UNO. Hay verdaderos genios en esto de recomendar libros. Cuando Taibo II agita un volumen desde el escenario, me salto la presentación, me levanto con la angustia de los seres incompletos y corro a buscarlo, no vaya a ser que se acabe. En ocasiones, memorables, hasta coinciden nuestros gustos. También existen auténticos maestros del prólogo como Fresán. Es difícil sustraerse a la melodía sinuosa del encantador de serpientes que materializó La velocidad de las cosas. Invoco su manto protector y la determinación áspera del agente de la Continental en estas páginas. Tres suicidios y Un mar de piedra pómez. Fresán style.
DOS. Jose Garzón es un tipo extraño. Como si le faltara una tilde. Digo esto en atención a los curiosos que busquen datos en la solapa. Los editores, cuyo desbordante optimismo o circunspección según el caso han hecho posible este sueño, han parido un ejemplar sin información acerca del autor. Sin solapas. Semejante estratagema pynchonyana no esconde grandes misterios. El escritor es castellano. Profundo. Incómodo en el abrazo, seco como un garrotazo, en especial por teléfono. Yo hace meses que ni lo intento, me limito a quererle en el intervalo entre diástoles para que no salga corriendo, porque nuestra relación es un mapa de ausencias y breves desencuentros.

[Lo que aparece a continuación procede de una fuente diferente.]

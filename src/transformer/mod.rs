// Proof steps. Each transformer turns one VC into a lazy sequence of alternative VCs,
// every one of which implies the original.
use std::collections::BTreeSet;
use std::fmt;

use crate::term::Term;
use crate::vc::VC;

pub mod combinators;
pub mod develop;
pub mod existential;
pub mod simplify;
pub mod substitute;
pub mod weaken;

pub use combinators::{NoBacktrack, Productive, Singleton};
pub use develop::{Accumulate, BatchDevelop, DevelopAntecedent, NewTermsOnly};
pub use existential::ExistentialInstantiation;
pub use simplify::{simplified, simplify_fully, Simplify};
pub use substitute::{
    ExpandAntecedentBySubstitution, ReplacementSuggester, Site, SubstituteInAntecedent,
    SubstituteInConsequent,
};
pub use weaken::ConsequentWeakening;

pub trait Transformer: fmt::Display {
    /// The alternatives, lazily. The input VC is never modified.
    fn transform<'a>(&'a self, vc: &'a VC) -> Box<dyn Iterator<Item = VC> + 'a>;

    /// Identifies the rule in metrics.
    fn key(&self) -> String {
        self.to_string()
    }

    /// The term this rule looks for, if it is built from one.
    fn pattern(&self) -> Option<&Term> {
        None
    }

    /// The term this rule produces, if it is built from one.
    fn template(&self) -> Option<&Term> {
        None
    }

    /// Whether applying the rule can leave quantified variables that nothing bound.
    fn introduces_quantified_variables(&self) -> bool {
        false
    }

    /// How many function applications one application adds, negative when it removes some.
    fn function_application_delta(&self) -> i64 {
        0
    }

    fn pattern_symbol_names(&self) -> BTreeSet<String> {
        self.pattern()
            .map(|pattern| pattern.symbol_names())
            .unwrap_or_default()
    }

    fn replacement_symbol_names(&self) -> BTreeSet<String> {
        self.template()
            .map(|template| template.symbol_names())
            .unwrap_or_default()
    }

    fn could_affect_antecedent(&self) -> bool;

    fn could_affect_consequent(&self) -> bool;
}

/// Whether the template mentions a quantified variable the patterns never bind.
pub fn leaves_unbound(patterns: &[&Term], template: &Term) -> bool {
    let bound: BTreeSet<_> = patterns
        .iter()
        .flat_map(|pattern| pattern.quantified_variables())
        .collect();
    template
        .quantified_variables()
        .iter()
        .any(|var| !bound.contains(var))
}

#[cfg(test)]
mod tests {
    use super::*;

    fn t(s: &str) -> Term {
        Term::parse(s).unwrap()
    }

    #[test]
    fn test_leaves_unbound() {
        let pattern = t("forall x. +(x, 0)");
        assert!(!leaves_unbound(&[&pattern], &t("forall x. x")));
        assert!(leaves_unbound(&[&pattern], &t("forall x, y. +(x, y)")));
        assert!(!leaves_unbound(&[], &t("a")));
    }
}
use std::path::Path;

use serde::Deserialize;

use crate::error::Result;
use crate::term::Term;
use crate::theorem::Theorem;
use crate::vc::VC;

#[derive(Clone, Debug, Deserialize)]
struct TheoremEntry {
    name: String,
    statement: String,
}

fn default_antecedent() -> String {
    "true".to_string()
}

#[derive(Clone, Debug, Deserialize)]
struct VcEntry {
    name: String,
    #[serde(default = "default_antecedent")]
    antecedent: String,
    consequent: String,
}

#[derive(Clone, Debug, Default, Deserialize)]
#[serde(default)]
struct ProblemFile {
    theorems: Vec<TheoremEntry>,
    vcs: Vec<VcEntry>,
}

/// A set of theorems and the VCs to prove with them, already parsed.
#[derive(Clone, Debug)]
pub struct Problem {
    theorems: Vec<Theorem>,
    vcs: Vec<VC>,
}

impl Problem {
    /// Parses a json problem. Any statement that fails to parse fails the whole problem.
    pub fn from_json(text: &str) -> Result<Problem> {
        let file: ProblemFile = serde_json::from_str(text)?;
        let theorems = file
            .theorems
            .iter()
            .map(|entry| Theorem::parse(entry.name.as_str(), &entry.statement))
            .collect::<Result<Vec<_>>>()?;
        let vcs = file
            .vcs
            .iter()
            .map(|entry| {
                let antecedent = Term::parse(&entry.antecedent)?;
                let consequent = Term::parse(&entry.consequent)?;
                Ok(VC::from_terms(&entry.name, &antecedent, &consequent))
            })
            .collect::<Result<Vec<_>>>()?;
        Ok(Problem { theorems, vcs })
    }

    pub fn load(path: impl AsRef<Path>) -> Result<Problem> {
        let text = std::fs::read_to_string(path)?;
        Problem::from_json(&text)
    }

    pub fn theorems(&self) -> &[Theorem] {
        &self.theorems
    }

    pub fn vcs(&self) -> &[VC] {
        &self.vcs
    }
}

#[cfg(test)]
mod tests {
    use super::*;
    use indoc::indoc;

    #[test]
    fn test_from_json() {
        let problem = Problem::from_json(indoc! {r#"
            {
                "theorems": [
                    {"name": "zero", "statement": "forall x. =(x, +(x, 0))"}
                ],
                "vcs": [
                    {"name": "first", "consequent": "=(+(a, 0), a)"},
                    {"name": "second", "antecedent": "and(p, q)", "consequent": "p"}
                ]
            }
        "#})
        .unwrap();
        assert_eq!(problem.theorems().len(), 1);
        assert_eq!(problem.theorems()[0].name, "zero");
        assert_eq!(problem.vcs().len(), 2);
        assert_eq!(problem.vcs()[0].antecedent().to_term(), Term::truth());
        assert_eq!(problem.vcs()[1].antecedent().len(), 2);
        assert_eq!(problem.vcs()[1].source_name(), "second");
    }

    #[test]
    fn test_bad_statement_is_a_parse_error() {
        let err = Problem::from_json(r#"{"vcs": [{"name": "v", "consequent": "p("}]}"#).unwrap_err();
        assert_eq!(err.error_type(), "Parse");
    }

    #[test]
    fn test_bad_json() {
        let err = Problem::from_json("{ not json").unwrap_err();
        assert_eq!(err.error_type(), "Json");
    }

    #[test]
    fn test_missing_file() {
        let err = Problem::load("/nonexistent/problem.json").unwrap_err();
        assert_eq!(err.error_type(), "Io");
    }
}
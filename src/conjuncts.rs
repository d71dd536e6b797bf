use im::Vector;
use std::collections::BTreeSet;
use std::fmt;
use std::marker::PhantomData;

use crate::binder::{Fact, Origin};
use crate::binding::Binding;
use crate::term::Term;

/// Marks which side of the implication a conjunct set lives on.
pub trait Side: Clone + fmt::Debug + Default + PartialEq + Eq {
    const NAME: &'static str;

    fn origin(index: usize) -> Origin;
}

#[derive(Clone, Debug, Default, PartialEq, Eq, Hash)]
pub struct AntecedentSide;

impl Side for AntecedentSide {
    const NAME: &'static str = "antecedent";

    fn origin(index: usize) -> Origin {
        Origin::Antecedent(index)
    }
}

#[derive(Clone, Debug, Default, PartialEq, Eq, Hash)]
pub struct ConsequentSide;

impl Side for ConsequentSide {
    const NAME: &'static str = "consequent";

    fn origin(index: usize) -> Origin {
        Origin::Consequent(index)
    }
}

/// An ordered, immutable conjunction of terms.
/// Every operation returns a new set; the backing vector shares structure with the old one.
/// Nested "and" terms are always flattened on the way in.
#[derive(Clone, Debug, PartialEq, Eq, Hash)]
pub struct Conjuncts<S: Side> {
    terms: Vector<Term>,
    side: PhantomData<S>,
}

/// The facts we get to assume.
pub type Antecedent = Conjuncts<AntecedentSide>;

/// The goals we have to establish.
pub type Consequent = Conjuncts<ConsequentSide>;

impl<S: Side> Default for Conjuncts<S> {
    fn default() -> Self {
        Conjuncts {
            terms: Vector::new(),
            side: PhantomData,
        }
    }
}

impl<S: Side> fmt::Display for Conjuncts<S> {
    fn fmt(&self, f: &mut fmt::Formatter) -> fmt::Result {
        if self.terms.is_empty() {
            return write!(f, "true");
        }
        for (i, term) in self.terms.iter().enumerate() {
            if i > 0 {
                write!(f, " and ")?;
            }
            write!(f, "{}", term)?;
        }
        Ok(())
    }
}

impl<S: Side> FromIterator<Term> for Conjuncts<S> {
    fn from_iter<I: IntoIterator<Item = Term>>(iter: I) -> Self {
        let mut terms = Vector::new();
        for term in iter {
            for conjunct in term.split_into_conjuncts() {
                terms.push_back(conjunct);
            }
        }
        Conjuncts {
            terms,
            side: PhantomData,
        }
    }
}

impl<S: Side> Conjuncts<S> {
    pub fn new() -> Self {
        Self::default()
    }

    pub fn from_term(term: &Term) -> Self {
        term.split_into_conjuncts().into_iter().collect()
    }

    fn from_vector(terms: Vector<Term>) -> Self {
        Conjuncts {
            terms,
            side: PhantomData,
        }
    }

    pub fn len(&self) -> usize {
        self.terms.len()
    }

    pub fn is_empty(&self) -> bool {
        self.terms.is_empty()
    }

    pub fn get(&self, index: usize) -> Option<&Term> {
        self.terms.get(index)
    }

    pub fn iter(&self) -> impl Iterator<Item = &Term> {
        self.terms.iter()
    }

    /// Every conjunct as a fact tagged with where it came from.
    pub fn facts(&self) -> Vec<Fact<'_>> {
        self.terms
            .iter()
            .enumerate()
            .map(|(i, term)| Fact::new(term, S::origin(i)))
            .collect()
    }

    /// The whole set as a single term.
    pub fn to_term(&self) -> Term {
        Term::conjoin(self.terms.iter().cloned().collect())
    }

    pub fn append(&self, term: &Term) -> Self {
        let mut terms = self.terms.clone();
        for conjunct in term.split_into_conjuncts() {
            terms.push_back(conjunct);
        }
        Self::from_vector(terms)
    }

    pub fn append_all<'a>(&self, new_terms: impl IntoIterator<Item = &'a Term>) -> Self {
        let mut terms = self.terms.clone();
        for term in new_terms {
            for conjunct in term.split_into_conjuncts() {
                terms.push_back(conjunct);
            }
        }
        Self::from_vector(terms)
    }

    /// Panics if the index is out of range.
    pub fn remove(&self, index: usize) -> Self {
        let mut terms = self.terms.clone();
        terms.remove(index);
        Self::from_vector(terms)
    }

    /// Inserts the conjuncts of the term starting at the index.
    pub fn insert(&self, index: usize, term: &Term) -> Self {
        let mut terms = self.terms.clone();
        for (offset, conjunct) in term.split_into_conjuncts().into_iter().enumerate() {
            terms.insert(index + offset, conjunct);
        }
        Self::from_vector(terms)
    }

    /// Replaces the conjunct at the index. A replacement that is itself a conjunction
    /// takes up several slots, in order.
    pub fn set(&self, index: usize, term: &Term) -> Self {
        self.remove(index).insert(index, term)
    }

    pub fn substitute(&self, binding: &Binding) -> Self {
        if binding.is_empty() {
            return self.clone();
        }
        self.terms.iter().map(|term| term.substitute(binding)).collect()
    }

    pub fn retain(&self, mut keep: impl FnMut(&Term) -> bool) -> Self {
        let mut terms = self.terms.clone();
        terms.retain(|term| keep(term));
        Self::from_vector(terms)
    }

    pub fn eliminate_obviously_true(&self) -> Self {
        self.retain(|term| !term.is_obviously_true())
    }

    /// Drops every conjunct equivalent to an earlier one. Idempotent.
    pub fn eliminate_redundant(&self) -> Self {
        let mut kept: Vector<Term> = Vector::new();
        for term in self.terms.iter() {
            if !kept.iter().any(|k| k.equivalent(term)) {
                kept.push_back(term.clone());
            }
        }
        Self::from_vector(kept)
    }

    pub fn index_of_equivalent(&self, term: &Term) -> Option<usize> {
        self.terms.iter().position(|t| t.equivalent(term))
    }

    pub fn contains_equivalent(&self, term: &Term) -> bool {
        self.index_of_equivalent(term).is_some()
    }

    pub fn symbol_names(&self) -> BTreeSet<String> {
        let mut answer = BTreeSet::new();
        for term in self.terms.iter() {
            term.collect_symbol_names(&mut answer);
        }
        answer
    }

    pub fn function_application_count(&self) -> usize {
        self.terms
            .iter()
            .map(|term| term.function_application_count())
            .sum()
    }

    /// Order-insensitive comparison: each side's conjuncts all appear, up to renaming,
    /// on the other side.
    pub fn equivalent(&self, other: &Self) -> bool {
        self.terms.iter().all(|t| other.contains_equivalent(t))
            && other.terms.iter().all(|t| self.contains_equivalent(t))
    }
}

TRES. A saber. Hay lugares para ver morir la tarde, para dejarse llevar entre cervezas hasta el invierno seco de una playa. El bar Cantábrico albergó un concierto al que no asistí por un motivo que ni recuerdo. Jose Garzón tocó esa tarde y el dueño, irreductible ante las crisis, el tiempo o los cambios de clima, recuerda con una sonrisa. Ahí me tumbo un rato mientras miro por la ventana y escarbo notas en las paredes. Toco las páginas y escucho música.
CUATRO. O del frío entre montañas y de su asombro ante la cadena de montaje improvisada y eficaz que preparó una cena especial y tal vez puso fin a un grupo de amigos. Ahí estuvimos los dos pero el resto, la vida la hacemos así, son huecos. Parte de esa conclusión y de esa ternura se escapan del aire de las hojas al pasar.
CINCO. Porque, ha llegado el momento de decirlo, tienes delante un libro que te convierte en personaje. En material literario. Las palabras que en algún momento te van a envolver sin que te des cuenta, lector, son tuyas. Igual que ese pase perdido que un domingo temprano, mientras los nudillos se vuelven blancos en la barandilla del Muro y algún veterano masculla entre dientes, arroja al limbo un balón que el agua devolverá en forma de abrazo y cansancio de guardia. Estará Capote, y el Cojo, un encontronazo fugaz de historias en el aeropuerto, María, tu ciudad, tu derrota y tu dignidad. Estarás tú.
SEIS. Naranjas cada vez que te levantas, de Julio Rodríguez. La ñoaranza de Artemio Rulán, de Rafa Cofiño. Tres suicidios y Un mar de piedra pómez, de Jose Garzón.
SIETE. Y no hace falta decir nada más.